## Work instructions:
Where does the string "composite" appear? Copy every line of the entries below that holds it.

## Given entries:
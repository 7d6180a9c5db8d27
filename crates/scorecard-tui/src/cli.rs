//! Command-line interface for the scorecard dashboard.
//!
//! Defines the CLI contract using clap derive macros.
//!
//! # Examples
//!
//! ```bash
//! # Run the interactive dashboard
//! scorecard
//!
//! # Deterministic data, light theme, 12-month window
//! scorecard --seed 7 --theme light --window 12
//!
//! # Headless self-check (for CI)
//! scorecard --self-check
//!
//! # Print the projected grid without a terminal
//! scorecard dump --format json
//! scorecard dump --expand 3
//! ```

use clap::{ArgAction, Parser, Subcommand, ValueEnum};
use scorecard_core::{MetricId, MetricsFilter};

/// Scorecard - KPI performance grid for the terminal.
#[derive(Parser, Debug, Clone)]
#[command(
    name = "scorecard",
    author,
    version,
    about = "Scorecard - KPI performance grid for the terminal",
    long_about = "A terminal dashboard rendering KPI performance as an expandable \
                  grid: one row per metric, one column per reporting month, with \
                  per-leader breakdowns under each expanded row."
)]
pub struct Cli {
    /// Theme to use for styling (dark, light)
    #[arg(long, short = 't', default_value = "dark", env = "SCORECARD_THEME")]
    pub theme: String,

    /// Seed for deterministic data generation
    ///
    /// Using the same seed produces an identical dataset, useful for
    /// reproducible demos and testing
    #[arg(long, short = 's', global = true, default_value_t = 42, env = "SCORECARD_SEED")]
    pub seed: u64,

    /// Number of month columns to display (1-24)
    #[arg(long, short = 'w', global = true, default_value_t = 6, env = "SCORECARD_WINDOW")]
    pub window: usize,

    /// Only show months in this period (year-month prefix, e.g. 2025-01)
    #[arg(long, global = true, env = "SCORECARD_MONTH")]
    pub month: Option<String>,

    /// Only show metrics reported on by this leader id
    #[arg(long, global = true, env = "SCORECARD_LEADER")]
    pub leader: Option<String>,

    /// Only show metrics of this type category
    #[arg(long = "metric-type", global = true, env = "SCORECARD_METRIC_TYPE")]
    pub metric_type: Option<String>,

    /// Run headless self-check and exit
    ///
    /// Projects the grid without a TTY, useful for CI validation
    #[arg(long)]
    pub self_check: bool,

    /// Enable verbose logging (-v info, -vv debug, -vvv trace)
    #[arg(long, short = 'v', global = true, action = ArgAction::Count)]
    pub verbose: u8,

    /// Optional subcommand
    #[command(subcommand)]
    pub command: Option<Command>,
}

impl Cli {
    /// The metrics filter described by the filter flags.
    #[must_use]
    pub fn filter(&self) -> MetricsFilter {
        MetricsFilter {
            month: self.month.clone(),
            leader_id: self.leader.clone(),
            metric_type: self.metric_type.clone(),
        }
    }
}

/// Available subcommands.
#[derive(Subcommand, Debug, Clone)]
pub enum Command {
    /// Print the projected grid to stdout and exit
    Dump(DumpArgs),
}

/// Arguments for the dump subcommand.
#[derive(Parser, Debug, Clone)]
pub struct DumpArgs {
    /// Output format
    #[arg(long, short = 'f', value_enum, default_value_t = DumpFormat::Plain)]
    pub format: DumpFormat,

    /// Expand this metric id before printing
    #[arg(long)]
    pub expand: Option<MetricId>,
}

/// Dump output format.
#[derive(ValueEnum, Debug, Clone, Copy, PartialEq, Eq)]
pub enum DumpFormat {
    /// Aligned text table
    Plain,
    /// Flat ordinal-keyed row objects
    Json,
}
//! Status-color normalization and tone classification.
//!
//! Upstream data carries cell status as a loosely typed token: sometimes a
//! hex code, sometimes an English name, in varying case. Normalization
//! happens exactly once, at the ingestion boundary, into [`StatusColor`];
//! everything downstream works with the enum. Display classification maps a
//! status color to a [`Tone`], and [`TonePalette`] carries the saturated
//! (parent row) and lightened (child row) hex pair for each tone.

use serde::{Deserialize, Serialize};

/// Normalized cell status color.
///
/// Unrecognized or absent tokens normalize to [`StatusColor::Grey`].
#[derive(Debug, Clone, Copy, PartialEq, Eq, Hash, Serialize, Deserialize, Default)]
#[serde(from = "String", into = "String")]
pub enum StatusColor {
    /// Below the limit threshold.
    Red,
    /// Between trigger and limit.
    Amber,
    /// At or above the trigger threshold.
    Green,
    /// No data, or an unrecognized token.
    #[default]
    Grey,
}

impl StatusColor {
    /// Parse a raw status token.
    ///
    /// Accepts hex and name synonyms, case-insensitively. Anything not in
    /// the known token set is treated as grey rather than an error.
    #[must_use]
    pub fn parse(token: &str) -> Self {
        match token.trim().to_ascii_lowercase().as_str() {
            "#e61622" | "red" => Self::Red,
            "#ffbf00" | "amber" => Self::Amber,
            "#009223" | "green" => Self::Green,
            _ => Self::Grey,
        }
    }

    /// Get the canonical token name.
    #[must_use]
    pub const fn name(self) -> &'static str {
        match self {
            Self::Red => "red",
            Self::Amber => "amber",
            Self::Green => "green",
            Self::Grey => "grey",
        }
    }

    /// Classify this status color into a display tone.
    #[must_use]
    pub const fn tone(self) -> Tone {
        match self {
            Self::Red => Tone::Bad,
            Self::Amber => Tone::Warning,
            Self::Green => Tone::Good,
            Self::Grey => Tone::Neutral,
        }
    }
}

impl From<String> for StatusColor {
    fn from(token: String) -> Self {
        Self::parse(&token)
    }
}

impl From<StatusColor> for String {
    fn from(color: StatusColor) -> Self {
        color.name().to_string()
    }
}

/// Display tone of a grid cell.
#[derive(Debug, Clone, Copy, PartialEq, Eq, Hash, Serialize, Deserialize, Default)]
#[serde(rename_all = "lowercase")]
pub enum Tone {
    /// Positive/on-target.
    Good,
    /// Needs attention.
    Warning,
    /// Off-target.
    Bad,
    /// No data.
    #[default]
    Neutral,
}

impl Tone {
    /// Get the display name.
    #[must_use]
    pub const fn name(self) -> &'static str {
        match self {
            Self::Good => "good",
            Self::Warning => "warning",
            Self::Bad => "bad",
            Self::Neutral => "neutral",
        }
    }

    /// Get all tones.
    #[must_use]
    pub const fn all() -> [Self; 4] {
        [Self::Good, Self::Warning, Self::Bad, Self::Neutral]
    }
}

/// A saturated/lightened hex pair for one tone family.
#[derive(Debug, Clone, Copy, PartialEq, Eq)]
pub struct TonePair {
    /// Saturated variant used for parent rows.
    pub parent: &'static str,
    /// Lightened variant used for child rows.
    pub child: &'static str,
}

/// Hex palette mapping tones to their parent/child pair.
///
/// The default values are the canonical scorecard palette; the terminal
/// layer converts them to whatever its backend needs.
#[derive(Debug, Clone, Copy, PartialEq, Eq)]
pub struct TonePalette {
    pub good: TonePair,
    pub warning: TonePair,
    pub bad: TonePair,
    pub neutral: TonePair,
}

impl TonePalette {
    /// Get the pair for a tone.
    #[must_use]
    pub const fn pair(&self, tone: Tone) -> TonePair {
        match tone {
            Tone::Good => self.good,
            Tone::Warning => self.warning,
            Tone::Bad => self.bad,
            Tone::Neutral => self.neutral,
        }
    }

    /// Get the hex value for a tone and row kind.
    #[must_use]
    pub const fn hex(&self, tone: Tone, is_parent: bool) -> &'static str {
        let pair = self.pair(tone);
        if is_parent { pair.parent } else { pair.child }
    }
}

impl Default for TonePalette {
    fn default() -> Self {
        Self {
            good: TonePair {
                parent: "#009922",
                child: "#99D3A7",
            },
            warning: TonePair {
                parent: "#EA7600",
                child: "#f7c899",
            },
            bad: TonePair {
                parent: "#94002B",
                child: "#dfb2bf",
            },
            neutral: TonePair {
                parent: "#c6c6c6",
                child: "#d3d3d3",
            },
        }
    }
}
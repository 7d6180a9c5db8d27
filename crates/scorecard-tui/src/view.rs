//! Rendering for the scorecard dashboard.
//!
//! Pure functions from grid state to strings: the interactive frame uses
//! ANSI styling via crossterm, the plain variant backs the `dump`
//! subcommand and `--self-check`.

use crossterm::style::Stylize;
use scorecard_core::{GridRow, MetricsGrid, format_summary};
use unicode_width::UnicodeWidthStr;

use crate::theme::Theme;

/// Width of the leading metric/leader column.
const LABEL_WIDTH: usize = 38;

/// Width of one month column.
const CELL_WIDTH: usize = 15;

/// Spinner frames for the loading affordance.
pub const SPINNER_FRAMES: [&str; 10] = ["⠋", "⠙", "⠹", "⠸", "⠼", "⠴", "⠦", "⠧", "⠇", "⠏"];

/// Truncate to `width` display columns (with an ellipsis) and pad.
fn fit(text: &str, width: usize) -> String {
    if text.width() <= width {
        let pad = width - text.width();
        return format!("{text}{}", " ".repeat(pad));
    }

    let mut out = String::new();
    let mut used = 0;
    for ch in text.chars() {
        let w = unicode_width::UnicodeWidthChar::width(ch).unwrap_or(0);
        if used + w > width.saturating_sub(1) {
            break;
        }
        out.push(ch);
        used += w;
    }
    out.push('…');
    let pad = width.saturating_sub(out.width());
    format!("{out}{}", " ".repeat(pad))
}

/// Label for a row, including its expansion marker.
fn row_label(grid: &MetricsGrid, row: &GridRow, spinner: usize) -> String {
    match row {
        GridRow::Parent(parent) => {
            let marker = if grid.is_row_loading(parent.metric_id) {
                SPINNER_FRAMES[spinner % SPINNER_FRAMES.len()]
            } else if grid.expansion().is_expanded(parent.metric_id) {
                "▾"
            } else {
                "▸"
            };
            format!("{marker} {}", row.label())
        }
        GridRow::Child(_) => format!("  └ {}", row.label()),
    }
}

/// Render the column header line.
fn header_line(grid: &MetricsGrid) -> String {
    let mut line = fit("Metric", LABEL_WIDTH);
    for month in grid.window().months() {
        line.push_str(&fit(month, CELL_WIDTH));
    }
    line
}

/// Render the filter summary line.
fn filter_line(grid: &MetricsGrid) -> String {
    let filter = grid.filter();
    let month = filter.month.as_deref().unwrap_or("all");
    let leader = filter.leader_id.as_deref().unwrap_or("all");
    let metric_type = filter.metric_type.as_deref().unwrap_or("all");
    format!(
        "month: {month}  leader: {leader}  type: {metric_type}  window: {}",
        grid.config().window_size
    )
}

/// Render the interactive dashboard frame.
#[must_use]
pub fn render(
    grid: &MetricsGrid,
    theme: &Theme,
    cursor: usize,
    spinner: usize,
    loading_metrics: bool,
) -> String {
    let mut out = String::new();

    out.push_str(&format!(
        "{}\r\n",
        "Scorecard".to_string().with(theme.accent).bold()
    ));
    out.push_str(&format!(
        "{}\r\n",
        filter_line(grid).with(theme.text_muted)
    ));

    if loading_metrics {
        out.push_str(&format!(
            "\r\n{} loading metrics…\r\n",
            SPINNER_FRAMES[spinner % SPINNER_FRAMES.len()]
        ));
        return out;
    }

    out.push_str(&format!(
        "{}\r\n",
        header_line(grid).with(theme.text).bold()
    ));
    let total_width = LABEL_WIDTH + grid.window().len() * CELL_WIDTH;
    out.push_str(&format!(
        "{}\r\n",
        "─".repeat(total_width).with(theme.border)
    ));

    if grid.rows().is_empty() {
        out.push_str(&format!(
            "{}\r\n",
            "no metrics match the active filter".with(theme.text_muted)
        ));
    }

    for (index, row) in grid.rows().iter().enumerate() {
        let selected = index == cursor;
        let label = fit(&row_label(grid, row, spinner), LABEL_WIDTH);
        let label = if selected {
            label.with(theme.accent).bold()
        } else {
            label.with(theme.text)
        };
        out.push_str(&label.to_string());

        for cell in row.cells() {
            let tone = cell.tone();
            let text = fit(
                &format!(" {}", format_summary(&cell.result, row.value_type())),
                CELL_WIDTH,
            );
            let styled = text
                .with(Theme::tone_fg(tone, row.is_parent()))
                .on(theme.tone_bg(tone, row.is_parent()));
            out.push_str(&styled.to_string());
        }
        out.push_str("\r\n");
    }

    out.push_str(&format!(
        "\r\n{}\r\n",
        "j/k move  enter expand/collapse  m month  l leader  y type  w window  r refresh  q quit"
            .with(theme.text_muted)
    ));
    out
}

/// Render the grid as an aligned, unstyled text table.
#[must_use]
pub fn render_plain(grid: &MetricsGrid) -> String {
    let mut out = String::new();
    out.push_str(&filter_line(grid));
    out.push('\n');
    out.push_str(header_line(grid).trim_end());
    out.push('\n');

    for row in grid.rows() {
        let label = match row {
            GridRow::Parent(_) => row.label(),
            GridRow::Child(_) => format!("  └ {}", row.label()),
        };
        let mut line = fit(&label, LABEL_WIDTH);
        for cell in row.cells() {
            let tone = cell.tone();
            line.push_str(&fit(
                &format!("{} [{}]", format_summary(&cell.result, row.value_type()), tone.name()),
                CELL_WIDTH + 10,
            ));
        }
        out.push_str(line.trim_end());
        out.push('\n');
    }
    out
}

#[cfg(test)]
mod tests {
    use super::*;
    use scorecard_core::{GridConfig, MetricsFilter, MetricsProvider, MockProvider};

    fn loaded_grid() -> MetricsGrid {
        let provider = MockProvider::seeded(42);
        let mut grid = MetricsGrid::new(GridConfig::default());
        grid.set_metrics(provider.fetch_metrics(&MetricsFilter::default()).unwrap());
        grid
    }

    #[test]
    fn fit_pads_and_truncates_by_display_width() {
        assert_eq!(fit("ab", 4), "ab  ");
        assert_eq!(fit("abcdef", 4), "abc…");
        assert_eq!(fit("", 3), "   ");
    }

    #[test]
    fn plain_render_has_one_line_per_row_plus_chrome() {
        let grid = loaded_grid();
        let rendered = render_plain(&grid);
        assert_eq!(rendered.lines().count(), grid.rows().len() + 2);
    }

    #[test]
    fn plain_render_lists_window_months() {
        let grid = loaded_grid();
        let rendered = render_plain(&grid);
        let header = rendered.lines().nth(1).unwrap();
        for month in grid.window().months() {
            assert!(header.contains(month), "missing {month} in {header}");
        }
    }

    #[test]
    fn interactive_render_mentions_every_parent() {
        let grid = loaded_grid();
        let theme = Theme::default();
        let rendered = render(&grid, &theme, 0, 0, false);
        for row in grid.rows() {
            let GridRow::Parent(parent) = row else {
                continue;
            };
            assert!(rendered.contains(&format!("[{}]", parent.prefix)));
        }
    }

    #[test]
    fn loading_state_short_circuits_the_table() {
        let grid = loaded_grid();
        let theme = Theme::default();
        let rendered = render(&grid, &theme, 0, 3, true);
        assert!(rendered.contains("loading metrics"));
        assert!(!rendered.contains("[PM001]"));
    }
}
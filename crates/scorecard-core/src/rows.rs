//! Row projection: metrics and leader breakdowns flattened for the grid.
//!
//! Projection is pure: `(metrics, window)` in, rows out. Every in-window
//! month is materialized on every row; a month with no record synthesizes
//! an NDTR/grey cell here, so the presentation layer never sees an absent
//! field. Child rows are projected separately, on demand, when a parent is
//! expanded.

use std::collections::BTreeMap;

use serde::{Deserialize, Serialize};

use crate::catalog::{Metric, MetricId, SubEntityRecord, ValueType};
use crate::months::MonthWindow;
use crate::tone::{StatusColor, Tone};

/// Sentinel for "no data this record".
pub const NDTR: &str = "NDTR";

/// The three parts of a well-formed composite result summary.
#[derive(Debug, Clone, Copy, PartialEq, Eq)]
pub struct SummaryParts<'a> {
    pub percentage: &'a str,
    pub numerator: &'a str,
    pub denominator: &'a str,
}

/// Split a composite result summary into its three parts.
///
/// The NDTR sentinel never splits. Anything that does not split into
/// exactly three parts returns `None`; callers pass such values through
/// unformatted rather than treating them as errors.
#[must_use]
pub fn split_summary(raw: &str) -> Option<SummaryParts<'_>> {
    if raw == NDTR {
        return None;
    }
    let mut parts = raw.split('-');
    match (parts.next(), parts.next(), parts.next(), parts.next()) {
        (Some(percentage), Some(numerator), Some(denominator), None) => Some(SummaryParts {
            percentage,
            numerator,
            denominator,
        }),
        _ => None,
    }
}

/// Format a result summary for display.
///
/// Well-formed summaries render as `"97.50% 39/40"` (the unit suffix
/// applies only to percentage-typed metrics). NDTR and malformed values
/// render verbatim.
#[must_use]
pub fn format_summary(raw: &str, value_type: ValueType) -> String {
    let Some(parts) = split_summary(raw) else {
        return raw.to_string();
    };
    let Ok(pct) = parts.percentage.parse::<f64>() else {
        return raw.to_string();
    };
    format!(
        "{pct:.2}{} {}/{}",
        value_type.suffix(),
        parts.numerator,
        parts.denominator
    )
}

/// One projected month column cell.
#[derive(Debug, Clone, PartialEq, Eq, Serialize, Deserialize)]
pub struct MonthCell {
    /// Literal month identifier (for tooltips/headers).
    pub month: String,
    /// Raw result summary, or NDTR.
    pub result: String,
    pub color: StatusColor,
}

impl MonthCell {
    /// Synthesized cell for a month with no record.
    #[must_use]
    pub fn ndtr(month: impl Into<String>) -> Self {
        Self {
            month: month.into(),
            result: NDTR.to_string(),
            color: StatusColor::Grey,
        }
    }

    #[must_use]
    pub fn is_ndtr(&self) -> bool {
        self.result == NDTR
    }

    /// Display tone of this cell.
    #[must_use]
    pub const fn tone(&self) -> Tone {
        self.color.tone()
    }
}

/// A projected metric row.
#[derive(Debug, Clone, PartialEq, Serialize, Deserialize)]
pub struct ParentRow {
    pub metric_id: MetricId,
    pub prefix: String,
    pub name: String,
    pub value_type: ValueType,
    pub description: String,
    pub calculation: String,
    pub service_alignment: Option<String>,
    pub trigger: f64,
    pub limit: f64,
    pub source: Option<String>,
    pub metric_type: String,
    pub cells: Vec<MonthCell>,
}

/// A projected leader breakdown row.
#[derive(Debug, Clone, PartialEq, Serialize, Deserialize)]
pub struct ChildRow {
    pub metric_id: MetricId,
    pub leader_id: String,
    pub leader_name: String,
    pub cells: Vec<MonthCell>,
}

/// One row of the grid.
#[derive(Debug, Clone, PartialEq, Serialize, Deserialize)]
#[serde(tag = "kind", rename_all = "lowercase")]
pub enum GridRow {
    Parent(ParentRow),
    Child(ChildRow),
}

impl GridRow {
    #[must_use]
    pub const fn is_parent(&self) -> bool {
        matches!(self, Self::Parent(_))
    }

    #[must_use]
    pub const fn metric_id(&self) -> MetricId {
        match self {
            Self::Parent(row) => row.metric_id,
            Self::Child(row) => row.metric_id,
        }
    }

    /// Globally unique row key.
    #[must_use]
    pub fn row_key(&self) -> String {
        match self {
            Self::Parent(row) => format!("metric-{}", row.metric_id),
            Self::Child(row) => format!("slt-{}-{}", row.metric_id, row.leader_id),
        }
    }

    #[must_use]
    pub fn cells(&self) -> &[MonthCell] {
        match self {
            Self::Parent(row) => &row.cells,
            Self::Child(row) => &row.cells,
        }
    }

    /// Label for the leading grid column.
    #[must_use]
    pub fn label(&self) -> String {
        match self {
            Self::Parent(row) => format!("[{}] {}", row.prefix, row.name),
            Self::Child(row) => row.leader_name.clone(),
        }
    }

    /// Unit tag used when formatting this row's cells.
    ///
    /// Child rows inherit the percentage default; the upstream breakdown
    /// feed carries no unit of its own.
    #[must_use]
    pub const fn value_type(&self) -> ValueType {
        match self {
            Self::Parent(row) => row.value_type,
            Self::Child(_) => ValueType::Percentage,
        }
    }

    /// Flatten this row into the ordinal-keyed field shape
    /// (`firstMonth`, `firstMonth_Result`, `firstMonth_Color`, ...).
    #[must_use]
    pub fn flat_fields(&self, window: &MonthWindow) -> BTreeMap<String, String> {
        let mut fields = BTreeMap::new();
        fields.insert("rowKey".to_string(), self.row_key());
        fields.insert("metricId".to_string(), self.metric_id().to_string());
        fields.insert("isParent".to_string(), self.is_parent().to_string());

        match self {
            Self::Parent(row) => {
                fields.insert("metricPrefix".to_string(), row.prefix.clone());
                fields.insert("metricName".to_string(), row.name.clone());
                fields.insert("valueType".to_string(), row.value_type.symbol().to_string());
                fields.insert("metricType".to_string(), row.metric_type.clone());
                fields.insert("trigger".to_string(), format!("{:.2}", row.trigger));
                fields.insert("limit".to_string(), format!("{:.2}", row.limit));
                if let Some(alignment) = &row.service_alignment {
                    fields.insert("serviceAlignment".to_string(), alignment.clone());
                }
                if let Some(source) = &row.source {
                    fields.insert("source".to_string(), source.clone());
                }
            }
            Self::Child(row) => {
                fields.insert("sltName".to_string(), row.leader_name.clone());
                fields.insert("sltId".to_string(), row.leader_id.clone());
            }
        }

        for cell in self.cells() {
            if let Some(ordinal) = window.ordinal_for(&cell.month) {
                fields.insert(format!("{ordinal}Month"), cell.month.clone());
                fields.insert(format!("{ordinal}Month_Result"), cell.result.clone());
                fields.insert(
                    format!("{ordinal}Month_Color"),
                    cell.color.name().to_string(),
                );
            }
        }
        fields
    }
}

/// Project month cells for one record set against the window.
fn project_cells<'a>(
    window: &MonthWindow,
    record_for: impl Fn(&str) -> Option<&'a crate::catalog::MonthlyRecord>,
) -> Vec<MonthCell> {
    window
        .months()
        .iter()
        .map(|month| {
            record_for(month).map_or_else(
                || MonthCell::ndtr(month.clone()),
                |record| MonthCell {
                    month: month.clone(),
                    result: record.result.clone(),
                    color: record.color,
                },
            )
        })
        .collect()
}

/// Project each metric into one parent row.
#[must_use]
pub fn project_parents(metrics: &[Metric], window: &MonthWindow) -> Vec<GridRow> {
    metrics
        .iter()
        .map(|metric| {
            GridRow::Parent(ParentRow {
                metric_id: metric.metric_id,
                prefix: metric.prefix.clone(),
                name: metric.name.clone(),
                value_type: metric.value_type,
                description: metric.description.clone(),
                calculation: metric.calculation.clone(),
                service_alignment: metric.service_alignment.clone(),
                trigger: metric.trigger,
                limit: metric.limit,
                source: metric.source.clone(),
                metric_type: metric.metric_type.clone(),
                cells: project_cells(window, |month| metric.record_for(month)),
            })
        })
        .collect()
}

/// Project a metric's leader breakdowns into child rows, preserving
/// source order.
#[must_use]
pub fn project_children(
    metric_id: MetricId,
    sub_entities: &[SubEntityRecord],
    window: &MonthWindow,
) -> Vec<GridRow> {
    sub_entities
        .iter()
        .map(|slt| {
            GridRow::Child(ChildRow {
                metric_id,
                leader_id: slt.leader_id.clone(),
                leader_name: slt.leader_name.clone(),
                cells: project_cells(window, |month| slt.record_for(month)),
            })
        })
        .collect()
}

## Task result:
/// The three parts of a well-formed composite result summary.
/// Split a composite result summary into its three parts.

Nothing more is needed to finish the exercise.